To solve A\mathbf{x}=\mathbf{b} you simply permute the right-hand side the
same way and proceed: forward-solve L\mathbf{y}=P\mathbf{b}, then
back-solve U\mathbf{x}=\mathbf{y}. This — Gaussian elimination with
partial pivoting, "GEPP" — is the default algorithm behind virtually every
solve / \ / lu command in every numerical library on the
planet. It is stable in practice for essentially every matrix you will ever meet. Here is the full
factor-with-pivoting routine, printing the permutation and verifying
PA=LU:
// Gaussian elimination with PARTIAL PIVOTING: P A = L U.
const A: number[][] = [
[2, 1, 1],
[4, 3, 3],
[8, 7, 9],
];
const n = 3;
const U: number[][] = A.map((r) => r.slice());
const L: number[][] = [[1, 0, 0], [0, 1, 0], [0, 0, 1]];
const piv: number[] = [0, 1, 2]; // records the row order after swaps
for (let k = 0; k < n; k++) {
// 1) find the row (at or below k) with the LARGEST |entry| in column k
let best = k;
for (let i = k + 1; i < n; i++) {
if (Math.abs(U[i][k]) > Math.abs(U[best][k])) best = i;
}
// 2) swap that row up — in U, in the already-built part of L, and in piv
if (best !== k) {
[U[k], U[best]] = [U[best], U[k]];
[piv[k], piv[best]] = [piv[best], piv[k]];
for (let j = 0; j < k; j++) [L[k][j], L[best][j]] = [L[best][j], L[k][j]];
}
// 3) eliminate below the (now large) pivot
for (let i = k + 1; i < n; i++) {
const m = U[i][k] / U[k][k]; // |m| <= 1, guaranteed
L[i][k] = m;
for (let j = k; j < n; j++) U[i][j] -= m * U[k][j];
}
}
console.log(`permutation (new row order): [${piv.join(", ")}]`);
console.log("L =");
for (const row of L) console.log(" " + row.map((v) => v.toFixed(3)).join(" "));
console.log("U =");
for (const row of U) console.log(" " + row.map((v) => v.toFixed(3)).join(" "));
// Verify: (L·U) row i should equal A's row piv[i].

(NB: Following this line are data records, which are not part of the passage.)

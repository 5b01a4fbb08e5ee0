//! Signalement administration endpoints

use super::error::{ApiError, ErrorType, normalize};
use super::interceptor::SessionClient;
use super::service::{ServiceError, make_service};
use super::{ApiRequest, MultipartForm};
use crate::routes;
use crate::types::{
    CommentAdded, CommentRequest, DocumentUpload, DocumentsTransferred, Envelope, FlagRequest,
    PriorityUpdate, RemoveSpamRequest, SignalementDetail, SignalementList, SignalementQuery,
    SpamFlagged, SpamRequest, StatusUpdate, UpdateStatusRequest,
};
use signalement_core::{IncidentStatus, PriorityLevel, StatusChange};
use std::io;
use std::path::Path;

crate::error_kind! {
    /// Documented failures of `GET /signalement/admin-list`
    pub enum ListErrorKind {
        Unauthorized,
        TokenExpired,
        Forbidden,
        ValidationError,
        InvalidDateFormat,
        InvalidDateRange,
        ServerError,
    }
}

crate::error_kind! {
    /// Documented failures of `GET /signalement/detail/{id}`
    pub enum DetailErrorKind {
        TokenMissing,
        TokenInvalid,
        TokenExpired,
        Unauthorized,
        UnauthorizedAccess,
        SignalementNotFound,
        ServerError,
    }
}

crate::error_kind! {
    /// Documented failures of `PUT /signalement/update-status/{id}`
    pub enum UpdateStatusErrorKind {
        Unauthorized,
        Forbidden,
        ValidationError,
        NoStatusChange,
        InvalidStatusTransition,
        SignalementNotFound,
        ServerError,
    }
}

crate::error_kind! {
    /// Documented failures of `PUT /signalement/flag/{id}`
    pub enum FlagErrorKind {
        Unauthorized,
        Forbidden,
        ValidationError,
        SignalementNotFound,
        ServerError,
    }
}

crate::error_kind! {
    /// Documented failures of `POST /signalement/comment/{id}`
    pub enum CommentErrorKind {
        Unauthorized,
        UnauthorizedAccess,
        UnauthorizedPrivateComment,
        ValidationError,
        SignalementNotFound,
        ServerError,
    }
}

crate::error_kind! {
    /// Documented failures of `POST /signalement/spam/{id}`
    pub enum SpamErrorKind {
        Unauthorized,
        Forbidden,
        ValidationError,
        AlreadyFlagged,
        SignalementNotFound,
        ServerError,
    }
}

crate::error_kind! {
    /// Documented failures of `DELETE /signalement/remove-spam/{id}`
    pub enum RemoveSpamErrorKind {
        Unauthorized,
        Forbidden,
        NotFlaggedAsSpam,
        SignalementNotFound,
        ServerError,
    }
}

crate::error_kind! {
    /// Documented failures of `POST /signalement/transfer-documents/{id}`
    pub enum TransferErrorKind {
        Unauthorized,
        Forbidden,
        NoDocumentsProvided,
        FileSizeExceeded,
        SignalementNotFound,
        ServerError,
    }
}

/// Reject calls that would hit `/route/` with no identifier
fn require_id(id: &str) -> Result<(), ApiError> {
    if id.trim().is_empty() {
        return Err(ApiError::new(
            400,
            "Identifiant du signalement manquant",
            ErrorType::SignalementNotFound,
        ));
    }
    Ok(())
}

impl DocumentUpload {
    pub fn new(file_name: impl Into<String>, mime: Option<String>, bytes: Vec<u8>) -> Self {
        Self {
            file_name: file_name.into(),
            mime,
            bytes,
        }
    }

    /// Read a file from disk, guessing its MIME type from the extension
    ///
    /// # Errors
    ///
    /// Returns an error if the file cannot be read
    pub fn from_path(path: impl AsRef<Path>) -> io::Result<Self> {
        let path = path.as_ref();
        let bytes = std::fs::read(path)?;
        let file_name = path
            .file_name()
            .map(|name| name.to_string_lossy().into_owned())
            .unwrap_or_else(|| "document".to_string());
        let mime = path
            .extension()
            .and_then(|ext| mime_for_extension(&ext.to_string_lossy()))
            .map(str::to_string);
        Ok(Self::new(file_name, mime, bytes))
    }
}

/// MIME types of the upload formats the back office accepts; anything else goes untyped
fn mime_for_extension(ext: &str) -> Option<&'static str> {
    let mime = match ext.to_ascii_lowercase().as_str() {
        "pdf" => "application/pdf",
        "png" => "image/png",
        "jpg" | "jpeg" => "image/jpeg",
        "mp4" => "video/mp4",
        "doc" => "application/msword",
        "docx" => "application/vnd.openxmlformats-officedocument.wordprocessingml.document",
        "zip" => "application/zip",
        _ => return None,
    };
    Some(mime)
}

fn transfer_form(
    documents: Vec<DocumentUpload>,
    update_status: bool,
    new_status: Option<IncidentStatus>,
) -> MultipartForm {
    let mut form = documents
        .into_iter()
        .fold(MultipartForm::new(), |form, doc| {
            form.file("documents", doc.file_name, doc.mime, doc.bytes)
        })
        .text("updateStatus", update_status.to_string());
    if let (true, Some(status)) = (update_status, new_status) {
        form = form.text("newStatus", status.as_str());
    }
    form
}

impl SessionClient {
    /// One page of signalements matching `query`
    pub async fn list_signalements(
        &self,
        query: &SignalementQuery,
    ) -> Result<SignalementList, ServiceError<ListErrorKind>> {
        let service = make_service(
            "Erreur lors de la récupération des signalements",
            move |query: SignalementQuery| async move {
                let request = ApiRequest::get(routes::SIGNALEMENT_ADMIN_LIST).query(query.to_pairs());
                let response: Envelope<SignalementList> = self.send(&request).await?;
                Ok::<_, ApiError>(response.data)
            },
        );
        service.call(query.clone()).await
    }

    pub async fn signalement_detail(
        &self,
        id: &str,
    ) -> Result<SignalementDetail, ServiceError<DetailErrorKind>> {
        let service = make_service(
            "Erreur lors de la récupération du signalement",
            move |id: String| async move {
                require_id(&id)?;
                let request = ApiRequest::get(routes::signalement_detail(&id));
                let response: Envelope<SignalementDetail> = self.send(&request).await?;
                Ok::<_, ApiError>(response.data)
            },
        );
        service.call(id.to_string()).await
    }

    /// Send a status change as-is; the backend enforces the transition rules
    pub async fn update_status(
        &self,
        id: &str,
        body: &UpdateStatusRequest,
    ) -> Result<StatusUpdate, ServiceError<UpdateStatusErrorKind>> {
        let service = make_service(
            "Erreur lors de la mise à jour du statut",
            move |(id, body): (String, UpdateStatusRequest)| async move {
                require_id(&id)?;
                let request = ApiRequest::put(routes::signalement_update_status(&id)).json(&body)?;
                let response: Envelope<StatusUpdate> = self.send(&request).await?;
                Ok::<_, ApiError>(response.data)
            },
        );
        service.call((id.to_string(), body.clone())).await
    }

    /// Validate `current -> next` locally, then send it.
    ///
    /// A change the transition table forbids, or one with a justification
    /// shorter than ten characters, fails without reaching the network.
    pub async fn change_status(
        &self,
        id: &str,
        current: IncidentStatus,
        next: IncidentStatus,
        justification: &str,
    ) -> Result<StatusUpdate, ServiceError<UpdateStatusErrorKind>> {
        let change = match StatusChange::validate(current, next, justification) {
            Ok(change) => change,
            Err(e) => {
                debug!(%current, %next, error = %e, "Status change rejected locally");
                return Err(ServiceError::from(normalize(
                    e,
                    "Erreur lors de la mise à jour du statut",
                )));
            }
        };

        let body = UpdateStatusRequest {
            statut: change.next,
            commentaire: change.justification,
        };
        self.update_status(id, &body).await
    }

    pub async fn flag_priority(
        &self,
        id: &str,
        level: PriorityLevel,
        comment: Option<&str>,
    ) -> Result<PriorityUpdate, ServiceError<FlagErrorKind>> {
        let service = make_service(
            "Erreur lors de la mise à jour de la priorité",
            move |(id, body): (String, FlagRequest)| async move {
                require_id(&id)?;
                let request = ApiRequest::put(routes::signalement_flag(&id)).json(&body)?;
                let response: Envelope<PriorityUpdate> = self.send(&request).await?;
                Ok::<_, ApiError>(response.data)
            },
        );
        let body = FlagRequest {
            priority_level: level,
            commentaire: comment
                .map(str::trim)
                .filter(|c| !c.is_empty())
                .map(str::to_string),
        };
        service.call((id.to_string(), body)).await
    }

    /// Add a comment; `private` comments are only visible to administrators
    pub async fn add_comment(
        &self,
        id: &str,
        contenu: &str,
        private: bool,
    ) -> Result<CommentAdded, ServiceError<CommentErrorKind>> {
        let service = make_service(
            "Erreur lors de l'ajout du commentaire",
            move |(id, body): (String, CommentRequest)| async move {
                require_id(&id)?;
                let request = ApiRequest::post(routes::signalement_comment(&id)).json(&body)?;
                let response: Envelope<CommentAdded> = self.send(&request).await?;
                Ok::<_, ApiError>(response.data)
            },
        );
        let body = CommentRequest {
            contenu: contenu.to_string(),
            private,
        };
        service.call((id.to_string(), body)).await
    }

    /// Flag as spam; with `update_status` the backend also moves it to
    /// "non pris en charge"
    pub async fn mark_spam(
        &self,
        id: &str,
        raison: &str,
        update_status: bool,
    ) -> Result<SpamFlagged, ServiceError<SpamErrorKind>> {
        let service = make_service(
            "Erreur lors du signalement comme spam",
            move |(id, body): (String, SpamRequest)| async move {
                require_id(&id)?;
                let request = ApiRequest::post(routes::signalement_spam(&id)).json(&body)?;
                let response: Envelope<SpamFlagged> = self.send(&request).await?;
                Ok::<_, ApiError>(response.data)
            },
        );
        let body = SpamRequest {
            raison: raison.to_string(),
            update_status,
        };
        service.call((id.to_string(), body)).await
    }

    /// Lift a spam flag. The body is only sent when a status or reason is given.
    pub async fn remove_spam(
        &self,
        id: &str,
        new_status: Option<IncidentStatus>,
        raison: Option<&str>,
    ) -> Result<SpamFlagged, ServiceError<RemoveSpamErrorKind>> {
        let service = make_service(
            "Erreur lors du retrait du marquage spam",
            move |(id, body): (String, RemoveSpamRequest)| async move {
                require_id(&id)?;
                let mut request = ApiRequest::delete(routes::signalement_remove_spam(&id));
                if !body.is_empty() {
                    request = request.json(&body)?;
                }
                let response: Envelope<SpamFlagged> = self.send(&request).await?;
                Ok::<_, ApiError>(response.data)
            },
        );
        let body = RemoveSpamRequest {
            new_status,
            raison: raison.filter(|r| !r.trim().is_empty()).map(str::to_string),
        };
        service.call((id.to_string(), body)).await
    }

    /// Upload proof documents as `multipart/form-data`
    pub async fn transfer_documents(
        &self,
        id: &str,
        documents: Vec<DocumentUpload>,
        update_status: bool,
        new_status: Option<IncidentStatus>,
    ) -> Result<DocumentsTransferred, ServiceError<TransferErrorKind>> {
        let service = make_service(
            "Erreur lors du transfert des documents",
            move |(id, form): (String, MultipartForm)| async move {
                require_id(&id)?;
                if form.is_empty() {
                    return Err(ApiError::new(
                        400,
                        "Aucun document fourni",
                        ErrorType::NoDocumentsProvided,
                    ));
                }
                let request = ApiRequest::post(routes::signalement_transfer_documents(&id))
                    .multipart(form);
                let response: Envelope<DocumentsTransferred> = self.send(&request).await?;
                Ok::<_, ApiError>(response.data)
            },
        );

        let form = if documents.is_empty() {
            MultipartForm::new()
        } else {
            info!(id, count = documents.len(), "Transferring documents");
            transfer_form(documents, update_status, new_status)
        };
        service.call((id.to_string(), form)).await
    }
}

console.log("check L·U vs P·A:");
let ok = true;
for (let i = 0; i < n; i++) {
for (let j = 0; j < n; j++) {
let s = 0;
for (let k = 0; k < n; k++) s += L[i][k] * U[k][j];
if (Math.abs(s - A[piv[i]][j]) > 1e-9) ok = false;
}
}
console.log(ok ? " P A = L U verified" : " MISMATCH");
The largest first-column entry is 8, so row 3 is pulled up to be the first
pivot; the permutation records the reshuffle, all multipliers come out with magnitude
\le 1, and PA=LU checks out. That bounded-multiplier
property is the entire reason GEPP is trustworthy.
The price tag, drawn to scale
Why do we make so much fuss about reusing the factorisation? Because the two costs live on wildly
different curves. Factorising is \sim\tfrac{2}{3}n^3; each extra solve is
\sim 2n^2. As n grows the cubic term utterly
dominates — which is exactly why you never want to pay it twice. The chart plots both operation counts
against the matrix size n:
For n=200 the factorisation is roughly
5.3 million operations while one solve is about
80{,}000 — a 66\times ratio, and it widens
linearly with n. Solving ten thousand right-hand sides with one
factorisation costs barely more than solving the first. That is the economics that made LU the bedrock
of numerical linear algebra.
Yes — if your matrix has structure, exploit it. A symmetric positive-definite
matrix admits the Cholesky factorisation
A=LL^{\mathsf T}, which needs no pivoting and costs
half as much, about \tfrac{1}{3}n^3. A banded
or sparse matrix — the kind that comes from discretising a physical field, mostly
zeros — can be factored in nearly O(n) work by never touching the zeros.
The general dense LU with partial pivoting is the reliable default; the specialised factorisations
are the sports cars you reach for when you know your matrix has the right shape.